__Work required__.
Beginning with the line that holds "Ok(vec![created])" in the data below, give again every line through the one that holds "fn make_service(repo: MockProductRepository)", exactly as written.

%%

use chrono::{DateTime, NaiveDate, Utc};
use serde::{Deserialize, Serialize};

use super::enums::{AppointmentStatus, Gender};

/// A booked appointment. Symptoms are stored comma-joined, matching
/// the JSON layout the original front desk kept in browser storage.
#[derive(Debug, Clone, Serialize, Deserialize)]
#[serde(rename_all = "camelCase")]
pub struct Appointment {
    pub id: String,
    pub patient_name: String,
    pub age: u8,
    pub gender: Gender,
    pub phone: String,
    pub symptoms: String,
    pub date: NaiveDate,
    /// Slot time, "HH:MM".
    pub time: String,
    pub department: String,
    pub doctor: String,
    pub status: AppointmentStatus,
    pub notes: Option<String>,
    pub booked_at: DateTime<Utc>,
}

impl Appointment {
    /// Split the comma-joined symptoms back into a list.
    pub fn symptom_list(&self) -> Vec<&str> {
        self.symptoms
            .split(", ")
            .filter(|s| !s.is_empty())
            .collect()
    }

    /// Exact slot match: same calendar date and same time string,
    /// regardless of doctor.
    pub fn occupies_slot(&self, date: NaiveDate, time: &str) -> bool {
        self.date == date && self.time == time
    }
}

/// Booking request — everything but the store-assigned id and status.
#[derive(Debug, Clone, Serialize, Deserialize)]
#[serde(rename_all = "camelCase")]
pub struct NewAppointment {
    pub patient_name: String,
    pub age: u8,
    pub gender: Gender,
    pub phone: String,
    pub symptoms: Vec<String>,
    pub date: NaiveDate,
    pub time: String,
    pub department: String,
    pub doctor: String,
    pub notes: Option<String>,
}

/// Partial update merged into an existing appointment.
#[derive(Debug, Clone, Default, Serialize, Deserialize)]
#[serde(rename_all = "camelCase")]
pub struct AppointmentPatch {
    pub patient_name: Option<String>,
    pub age: Option<u8>,
    pub gender: Option<Gender>,
    pub phone: Option<String>,
    pub symptoms: Option<Vec<String>>,
    pub date: Option<NaiveDate>,
    pub time: Option<String>,
    pub department: Option<String>,
    pub doctor: Option<String>,
    pub status: Option<AppointmentStatus>,
    pub notes: Option<String>,
}

impl AppointmentPatch {
    pub fn apply(self, appointment: &mut Appointment) {
        if let Some(v) = self.patient_name {
            appointment.patient_name = v;
        }
        if let Some(v) = self.age {
            appointment.age = v;
        }
        if let Some(v) = self.gender {
            appointment.gender = v;
        }
        if let Some(v) = self.phone {
            appointment.phone = v;
        }
        if let Some(v) = self.symptoms {
            appointment.symptoms = v.join(", ");
        }
        if let Some(v) = self.date {
            appointment.date = v;
        }
        if let Some(v) = self.time {
            appointment.time = v;
        }
        if let Some(v) = self.department {
            appointment.department = v;
        }
        if let Some(v) = self.doctor {
            appointment.doctor = v;
        }
        if let Some(v) = self.status {
            appointment.status = v;
        }
        if let Some(v) = self.notes {
            appointment.notes = Some(v);
        }
    }
}
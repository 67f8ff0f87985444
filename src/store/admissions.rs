//! Admission store: bed occupancy, admit/discharge, and the
//! available-bed computation the admission form offers.

use std::collections::BTreeMap;
use std::sync::Arc;

use chrono::{Local, NaiveDate};

use super::{load_collection, persist_collection, StoreError};
use crate::ids::IdGenerator;
use crate::models::catalog::{bed_pool, TOTAL_BEDS};
use crate::models::enums::AdmissionStatus;
use crate::models::{Admission, AdmissionFilter, AdmissionPatch, NewAdmission};
use crate::storage::{StorageAdapter, SLOT_ADMISSIONS};

pub struct AdmissionStore {
    admissions: Vec<Admission>,
    storage: Arc<dyn StorageAdapter>,
    ids: Arc<dyn IdGenerator>,
    beds: Vec<String>,
}

impl AdmissionStore {
    pub fn new(storage: Arc<dyn StorageAdapter>, ids: Arc<dyn IdGenerator>) -> Self {
        Self::with_beds(storage, ids, TOTAL_BEDS)
    }

    /// Store over a ward of `total_beds` beds (tests use small wards).
    pub fn with_beds(
        storage: Arc<dyn StorageAdapter>,
        ids: Arc<dyn IdGenerator>,
        total_beds: usize,
    ) -> Self {
        let admissions = load_collection(storage.as_ref(), SLOT_ADMISSIONS, Vec::new);
        Self {
            admissions,
            storage,
            ids,
            beds: bed_pool(total_beds),
        }
    }

    fn persist(&self) {
        persist_collection(self.storage.as_ref(), SLOT_ADMISSIONS, &self.admissions);
    }

    pub fn list(&self) -> Vec<Admission> {
        let mut items = self.admissions.clone();
        items.sort_by(|a, b| b.from_date.cmp(&a.from_date));
        items
    }

    pub fn get(&self, id: &str) -> Option<&Admission> {
        self.admissions.iter().find(|a| a.id == id)
    }

    pub fn len(&self) -> usize {
        self.admissions.len()
    }

    pub fn is_empty(&self) -> bool {
        self.admissions.is_empty()
    }

    /// Whether any admission (any status) records this patient.
    /// Exact name match — records are denormalized by name.
    pub fn has_patient(&self, patient_name: &str) -> bool {
        self.admissions
            .iter()
            .any(|a| a.patient_name == patient_name)
    }

    /// The fixed bed pool this ward offers.
    pub fn beds(&self) -> &[String] {
        &self.beds
    }

    /// Bed number → occupying admission, for every bed with an active
    /// admission today.
    pub fn occupied_beds(&self, today: NaiveDate) -> BTreeMap<String, Admission> {
        let mut occupied = BTreeMap::new();
        for admission in &self.admissions {
            if admission.is_active(today) {
                occupied.insert(admission.bed_no.clone(), admission.clone());
            }
        }
        occupied
    }

    /// Pool minus beds with an active, non-discharged admission.
    pub fn available_beds(&self, today: NaiveDate) -> Vec<String> {
        let occupied = self.occupied_beds(today);
        self.beds
            .iter()
            .filter(|bed| !occupied.contains_key(*bed))
            .cloned()
            .collect()
    }

    /// Admit a patient. Rejects when the chosen bed is not in the
    /// currently computed available list (occupied or not in the pool).
    pub fn admit(&mut self, form: NewAdmission) -> Result<Admission, StoreError> {
        self.admit_on(form, Local::now().date_naive())
    }

    /// Admit with an explicit "today" (tests).
    pub fn admit_on(&mut self, form: NewAdmission, today: NaiveDate) -> Result<Admission, StoreError> {
        if !self.available_beds(today).contains(&form.bed_no) {
            return Err(StoreError::BedUnavailable { bed_no: form.bed_no });
        }

        let admission = Admission {
            id: self.ids.next_id(),
            patient_name: form.patient_name,
            age: form.age,
            gender: form.gender,
            symptoms: form.symptoms.join(", "),
            bed_no: form.bed_no,
            from_date: form.from_date,
            to_date: form.to_date,
            status: AdmissionStatus::Admitted,
            admitting_doctor: form.admitting_doctor,
        };
        tracing::info!(id = %admission.id, bed = %admission.bed_no, "Admitted patient");
        self.admissions.push(admission.clone());
        self.persist();
        Ok(admission)
    }

    /// Merge a patch. A bed change re-runs the availability check.
    pub fn update(&mut self, id: &str, patch: AdmissionPatch) -> Result<Admission, StoreError> {
        self.update_on(id, patch, Local::now().date_naive())
    }

    pub fn update_on(
        &mut self,
        id: &str,
        patch: AdmissionPatch,
        today: NaiveDate,
    ) -> Result<Admission, StoreError> {
        let position = self
            .admissions
            .iter()
            .position(|a| a.id == id)
            .ok_or_else(|| StoreError::NotFound {
                entity: "Admission",
                id: id.to_string(),
            })?;

        let current_bed = self.admissions[position].bed_no.clone();
        let mut updated = self.admissions[position].clone();
        patch.apply(&mut updated);
        if updated.bed_no != current_bed && !self.available_beds(today).contains(&updated.bed_no) {
            return Err(StoreError::BedUnavailable {
                bed_no: updated.bed_no,
            });
        }

        self.admissions[position] = updated.clone();
        self.persist();
        Ok(updated)
    }

    /// Discharge: status change plus a discharge date; the bed becomes
    /// available immediately.
    pub fn discharge(&mut self, id: &str) -> Result<Admission, StoreError> {
        self.discharge_on(id, Local::now().date_naive())
    }

    pub fn discharge_on(&mut self, id: &str, today: NaiveDate) -> Result<Admission, StoreError> {
        self.update_on(
            id,
            AdmissionPatch {
                status: Some(AdmissionStatus::Discharged),
                to_date: Some(today),
                ..Default::default()
            },
            today,
        )
    }

    pub fn delete(&mut self, id: &str) -> Result<(), StoreError> {
        let before = self.admissions.len();
        self.admissions.retain(|a| a.id != id);
        if self.admissions.len() == before {
            return Err(StoreError::NotFound {
                entity: "Admission",
                id: id.to_string(),
            });
        }
        self.persist();
        Ok(())
    }

    pub fn search(&self, filter: &AdmissionFilter, today: NaiveDate) -> Vec<Admission> {
        self.list()
            .into_iter()
            .filter(|a| !filter.active_only || a.is_active(today))
            .filter(|a| filter.bed_no.as_deref().map_or(true, |bed| a.bed_no == bed))
            .collect()
    }
}
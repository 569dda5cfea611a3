//! Driving port for user-facing reads.

use async_trait::async_trait;

use crate::domain::{Error, User};

/// Domain use-case port for listing users.
#[async_trait]
pub trait UsersQuery: Send + Sync {
    /// Return every stored user.
    async fn list_users(&self) -> Result<Vec<User>, Error>;
}
//! User creation with validation and email deduplication.
//!
//! Batches are processed strictly in submission order:
//!
//! 1. each candidate is checked against the presence rule; the first
//!    incomplete candidate aborts the whole batch before anything is written;
//! 2. each complete candidate costs one `find_by_email` lookup, awaited
//!    before the next candidate is looked at;
//! 3. candidates without a stored match are written together with a single
//!    `insert_many`, even when other candidates were rejected.
//!
//! Only stored data is consulted, so two candidates in the same batch that
//! share a new email are both inserted. Nothing serialises concurrent
//! requests either: two batches racing on the same new email can both win.

use std::sync::Arc;

use async_trait::async_trait;
use serde_json::json;
use tracing::{debug, info};

use crate::domain::ports::{
    UserCreation, UserPersistenceError, UserRepository, UsersCommand, UsersQuery,
};
use crate::domain::{
    Error, MissingFieldsError, NewUser, Submission, User, UserCandidate, UserId, UserPatch,
};

/// Message reported when a candidate lacks a required field.
pub const MISSING_USER_FIELDS: &str = "Missing required user fields";
/// Message reported when a single candidate's email is already stored.
pub const DUPLICATE_EMAIL: &str = "User with this email already exists";

/// User service implementing the user driving ports.
#[derive(Clone)]
pub struct UserRegistrationService<R> {
    users: Arc<R>,
}

impl<R> UserRegistrationService<R> {
    /// Create a new service over the given repository.
    pub fn new(users: Arc<R>) -> Self {
        Self { users }
    }
}

fn map_persistence_error(error: UserPersistenceError) -> Error {
    match error {
        UserPersistenceError::Connection { message } => {
            Error::service_unavailable(format!("user store unavailable: {message}"))
        }
        UserPersistenceError::Query { message } => {
            Error::internal(format!("user store error: {message}"))
        }
    }
}

fn validate(candidate: UserCandidate, index: Option<usize>) -> Result<NewUser, Error> {
    NewUser::try_from(candidate).map_err(|MissingFieldsError { fields }| {
        Error::invalid_request(MISSING_USER_FIELDS).with_details(json!({
            "code": "missing_field",
            "fields": fields,
            "index": index,
        }))
    })
}

impl<R> UserRegistrationService<R>
where
    R: UserRepository,
{
    async fn email_taken(&self, email: &str) -> Result<bool, Error> {
        let existing = self
            .users
            .find_by_email(email)
            .await
            .map_err(map_persistence_error)?;
        Ok(existing.is_some())
    }

    async fn register_one(&self, candidate: UserCandidate) -> Result<UserCreation, Error> {
        let user = validate(candidate, None)?;
        if self.email_taken(user.email()).await? {
            debug!(email = user.email(), "email already registered");
            return Err(Error::conflict(DUPLICATE_EMAIL)
                .with_details(json!({ "code": "duplicate_email", "emails": [user.email()] })));
        }

        let created = self
            .users
            .insert_one(user)
            .await
            .map_err(map_persistence_error)?;
        info!(user_id = %created.id, "user created");
        Ok(UserCreation::Created {
            inserted: vec![created],
        })
    }

    async fn register_batch(&self, candidates: Vec<UserCandidate>) -> Result<UserCreation, Error> {
        let submitted = candidates.len();
        let mut insertable = Vec::with_capacity(submitted);
        let mut rejected = Vec::new();

        for (index, candidate) in candidates.into_iter().enumerate() {
            let user = validate(candidate, Some(index))?;
            if self.email_taken(user.email()).await? {
                debug!(index, email = user.email(), "email already registered");
                rejected.push(user.email().to_owned());
            } else {
                insertable.push(user);
            }
        }

        let inserted = if insertable.is_empty() {
            Vec::new()
        } else {
            self.users
                .insert_many(insertable)
                .await
                .map_err(map_persistence_error)?
        };

        info!(
            submitted,
            inserted = inserted.len(),
            rejected = rejected.len(),
            "user batch processed"
        );

        if rejected.is_empty() {
            Ok(UserCreation::Created { inserted })
        } else {
            Ok(UserCreation::PartialConflict { inserted, rejected })
        }
    }
}

#[async_trait]
impl<R> UsersCommand for UserRegistrationService<R>
where
    R: UserRepository,
{
    async fn create(&self, submission: Submission<UserCandidate>) -> Result<UserCreation, Error> {
        match submission {
            Submission::Single(candidate) => self.register_one(candidate).await,
            Submission::Batch(candidates) => self.register_batch(candidates).await,
        }
    }

    async fn update(&self, id: &UserId, patch: UserPatch) -> Result<(), Error> {
        if patch.is_empty() {
            debug!(user_id = %id, "empty user patch; nothing to update");
            return Ok(());
        }
        self.users
            .update(id, &patch)
            .await
            .map_err(map_persistence_error)
    }

    async fn delete(&self, id: &UserId) -> Result<(), Error> {
        self.users.delete(id).await.map_err(map_persistence_error)
    }
}

#[async_trait]
impl<R> UsersQuery for UserRegistrationService<R>
where
    R: UserRepository,
{
    async fn list_users(&self) -> Result<Vec<User>, Error> {
        self.users.list().await.map_err(map_persistence_error)
    }
}

#[cfg(test)]
mod tests;
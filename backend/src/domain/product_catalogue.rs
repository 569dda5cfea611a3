//! Product creation and pass-through CRUD.
//!
//! Products carry no uniqueness rule. A batch is validated in full before
//! the store is touched and then written with one `insert_many`.

use std::sync::Arc;

use async_trait::async_trait;
use serde_json::json;
use tracing::{debug, info};

use crate::domain::ports::{
    ProductPersistenceError, ProductRepository, ProductsCommand, ProductsQuery,
};
use crate::domain::{
    Error, MissingFieldsError, NewProduct, Product, ProductCandidate, ProductId, ProductPatch,
    Submission,
};

/// Message reported when a candidate lacks a required field.
pub const MISSING_PRODUCT_FIELDS: &str = "Missing required product fields";

/// Product service implementing the product driving ports.
#[derive(Clone)]
pub struct ProductCatalogueService<R> {
    products: Arc<R>,
}

impl<R> ProductCatalogueService<R> {
    /// Create a new service over the given repository.
    pub fn new(products: Arc<R>) -> Self {
        Self { products }
    }
}

fn map_persistence_error(error: ProductPersistenceError) -> Error {
    match error {
        ProductPersistenceError::Connection { message } => {
            Error::service_unavailable(format!("product store unavailable: {message}"))
        }
        ProductPersistenceError::Query { message } => {
            Error::internal(format!("product store error: {message}"))
        }
    }
}

fn validate(candidate: ProductCandidate, index: Option<usize>) -> Result<NewProduct, Error> {
    NewProduct::try_from(candidate).map_err(|MissingFieldsError { fields }| {
        Error::invalid_request(MISSING_PRODUCT_FIELDS).with_details(json!({
            "code": "missing_field",
            "fields": fields,
            "index": index,
        }))
    })
}

#[async_trait]
impl<R> ProductsCommand for ProductCatalogueService<R>
where
    R: ProductRepository,
{
    async fn create(
        &self,
        submission: Submission<ProductCandidate>,
    ) -> Result<Vec<Product>, Error> {
        match submission {
            Submission::Single(candidate) => {
                let product = validate(candidate, None)?;
                let created = self
                    .products
                    .insert_one(product)
                    .await
                    .map_err(map_persistence_error)?;
                info!(product_id = %created.id, "product created");
                Ok(vec![created])
            }
            Submission::Batch(candidates) => {
                let products = candidates
                    .into_iter()
                    .enumerate()
                    .map(|(index, candidate)| validate(candidate, Some(index)))
                    .collect::<Result<Vec<_>, _>>()?;
                let created = self
                    .products
                    .insert_many(products)
                    .await
                    .map_err(map_persistence_error)?;
                info!(inserted = created.len(), "product batch processed");
                Ok(created)
            }
        }
    }

    async fn update(&self, id: &ProductId, patch: ProductPatch) -> Result<(), Error> {
        if patch.is_empty() {
            debug!(product_id = %id, "empty product patch; nothing to update");
            return Ok(());
        }
        self.products
            .update(id, &patch)
            .await
            .map_err(map_persistence_error)
    }

    async fn delete(&self, id: &ProductId) -> Result<(), Error> {
        self.products
            .delete(id)
            .await
            .map_err(map_persistence_error)
    }
}

#[async_trait]
impl<R> ProductsQuery for ProductCatalogueService<R>
where
    R: ProductRepository,
{
    async fn list_products(&self) -> Result<Vec<Product>, Error> {
        self.products.list().await.map_err(map_persistence_error)
    }
}

#[cfg(test)]
mod tests {
    use super::*;
    use crate::domain::ErrorCode;
    use crate::domain::ports::MockProductRepository;
    use rstest::rstest;

    fn assign_ids(products: Vec<NewProduct>) -> Vec<Product> {
        products
            .into_iter()
            .map(|product| product.into_product(ProductId::random()))
            .collect()
    }

    fn make_service(repo: MockProductRepository) -> ProductCatalogueService<MockProductRepository> {
        ProductCatalogueService::new(Arc::new(repo))
    }

    #[tokio::test]
    async fn batch_is_written_in_one_call() {
        let mut repo = MockProductRepository::new();
        repo.expect_insert_many()
            .withf(|products| products.len() == 2)
            .times(1)
            .returning(|products| Ok(assign_ids(products)));

        let created = make_service(repo)
            .create(Submission::Batch(vec![
                ProductCandidate::new("Lamp", 19.5, "home", 3),
                ProductCandidate::new("Desk", 120.0, "office", 1),
            ]))
            .await
            .expect("batch succeeds");

        let names: Vec<_> = created.iter().map(|p| p.name.as_str()).collect();
        assert_eq!(names, vec!["Lamp", "Desk"]);
    }

    #[tokio::test]
    async fn empty_batch_still_reaches_the_store() {
        let mut repo = MockProductRepository::new();
        repo.expect_insert_many()
            .withf(|products| products.is_empty())
            .times(1)
            .returning(|_| Ok(Vec::new()));

        let created = make_service(repo)
            .create(Submission::Batch(Vec::new()))
            .await
            .expect("empty batch succeeds");
        assert!(created.is_empty());
    }

    #[tokio::test]
    async fn any_incomplete_candidate_rejects_the_batch() {
        let err = make_service(MockProductRepository::new())
            .create(Submission::Batch(vec![
                ProductCandidate::new("Lamp", 19.5, "home", 3),
                ProductCandidate::new("Free", 0.0, "misc", 1),
            ]))
            .await
            .expect_err("incomplete batch");

        assert_eq!(err.code(), ErrorCode::InvalidRequest);
        assert_eq!(err.message(), MISSING_PRODUCT_FIELDS);
        assert_eq!(err.details().map(|d| d["index"].clone()), Some(json!(1)));
    }

    #[tokio::test]
    async fn single_candidate_uses_insert_one() {
        let mut repo = MockProductRepository::new();
        repo.expect_insert_one()
            .times(1)
            .returning(|product| Ok(product.into_product(ProductId::random())));

        let created = make_service(repo)
            .create(Submission::Single(ProductCandidate::new("Lamp", 19.5, "home", 3)))
            .await
            .expect("single create succeeds");
        assert_eq!(created.len(), 1);
    }

    #[rstest]
    #[case(ProductPersistenceError::connection("refused"), ErrorCode::ServiceUnavailable)]
    #[case(ProductPersistenceError::query("bad column"), ErrorCode::InternalError)]
    #[tokio::test]
    async fn delete_maps_persistence_failures(
        #[case] failure: ProductPersistenceError,
        #[case] expected: ErrorCode,
    ) {
        let mut repo = MockProductRepository::new();
        repo.expect_delete().times(1).return_once(move |_| Err(failure));

        let err = make_service(repo)
            .delete(&ProductId::random())
            .await
            .expect_err("failure propagates");
        assert_eq!(err.code(), expected);
    }

    #[tokio::test]
    async fn empty_patch_skips_the_store() {
        make_service(MockProductRepository::new())
            .update(&ProductId::random(), ProductPatch::default())
            .await
            .expect("empty patch succeeds");
    }
}
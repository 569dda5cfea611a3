//! Tests for domain error construction and trace propagation.

use super::*;
use rstest::{fixture, rstest};
use serde_json::json;

const TRACE_ID: &str = "00000000-0000-0000-0000-000000000000";

#[fixture]
fn base_error() -> Error {
    Error::invalid_request("bad")
}

#[rstest]
#[case(Error::invalid_request("bad"), ErrorCode::InvalidRequest)]
#[case(Error::conflict("clash"), ErrorCode::Conflict)]
#[case(Error::service_unavailable("down"), ErrorCode::ServiceUnavailable)]
#[case(Error::internal("boom"), ErrorCode::InternalError)]
fn constructors_set_code(#[case] error: Error, #[case] expected: ErrorCode) {
    assert_eq!(error.code(), expected);
}

#[rstest]
fn try_new_rejects_empty_messages() {
    let result = Error::try_new(ErrorCode::InvalidRequest, "   ");
    assert!(matches!(result, Err(ErrorValidationError::EmptyMessage)));
}

#[rstest]
fn try_with_trace_id_rejects_empty_values(base_error: Error) {
    let result = base_error.try_with_trace_id("   ");
    assert!(matches!(result, Err(ErrorValidationError::EmptyTraceId)));
}

#[rstest]
fn new_returns_none_when_trace_id_out_of_scope() {
    let error = Error::internal("boom");
    assert!(error.trace_id().is_none());
}

#[tokio::test]
async fn new_captures_trace_id_in_scope() {
    let trace_id: TraceId = TRACE_ID.parse().expect("valid UUID");
    let error = TraceId::scope(trace_id, async { Error::internal("boom") }).await;
    assert_eq!(error.trace_id(), Some(TRACE_ID));
}

#[rstest]
fn serialises_camel_case_and_skips_empty_fields() {
    let error = Error::conflict("clash").with_trace_id("abc");
    let value = serde_json::to_value(&error).expect("serialise error");
    assert_eq!(
        value,
        json!({ "code": "conflict", "message": "clash", "traceId": "abc" })
    );
}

%%

__Your solution__.
                Ok(vec![created])
            }
            Submission::Batch(candidates) => {
                let products = candidates
                    .into_iter()
                    .enumerate()
                    .map(|(index, candidate)| validate(candidate, Some(index)))
                    .collect::<Result<Vec<_>, _>>()?;
                let created = self
                    .products
                    .insert_many(products)
                    .await
                    .map_err(map_persistence_error)?;
                info!(inserted = created.len(), "product batch processed");
                Ok(created)
            }
        }
    }

    async fn update(&self, id: &ProductId, patch: ProductPatch) -> Result<(), Error> {
        if patch.is_empty() {
            debug!(product_id = %id, "empty product patch; nothing to update");
            return Ok(());
        }
        self.products
            .update(id, &patch)
            .await
            .map_err(map_persistence_error)
    }

    async fn delete(&self, id: &ProductId) -> Result<(), Error> {
        self.products
            .delete(id)
            .await
            .map_err(map_persistence_error)
    }
}

#[async_trait]
impl<R> ProductsQuery for ProductCatalogueService<R>
where
    R: ProductRepository,
{
    async fn list_products(&self) -> Result<Vec<Product>, Error> {
        self.products.list().await.map_err(map_persistence_error)
    }
}

#[cfg(test)]
mod tests {
    use super::*;
    use crate::domain::ErrorCode;
    use crate::domain::ports::MockProductRepository;
    use rstest::rstest;

    fn assign_ids(products: Vec<NewProduct>) -> Vec<Product> {
        products
            .into_iter()
            .map(|product| product.into_product(ProductId::random()))
            .collect()
    }

    fn make_service(repo: MockProductRepository) -> ProductCatalogueService<MockProductRepository> {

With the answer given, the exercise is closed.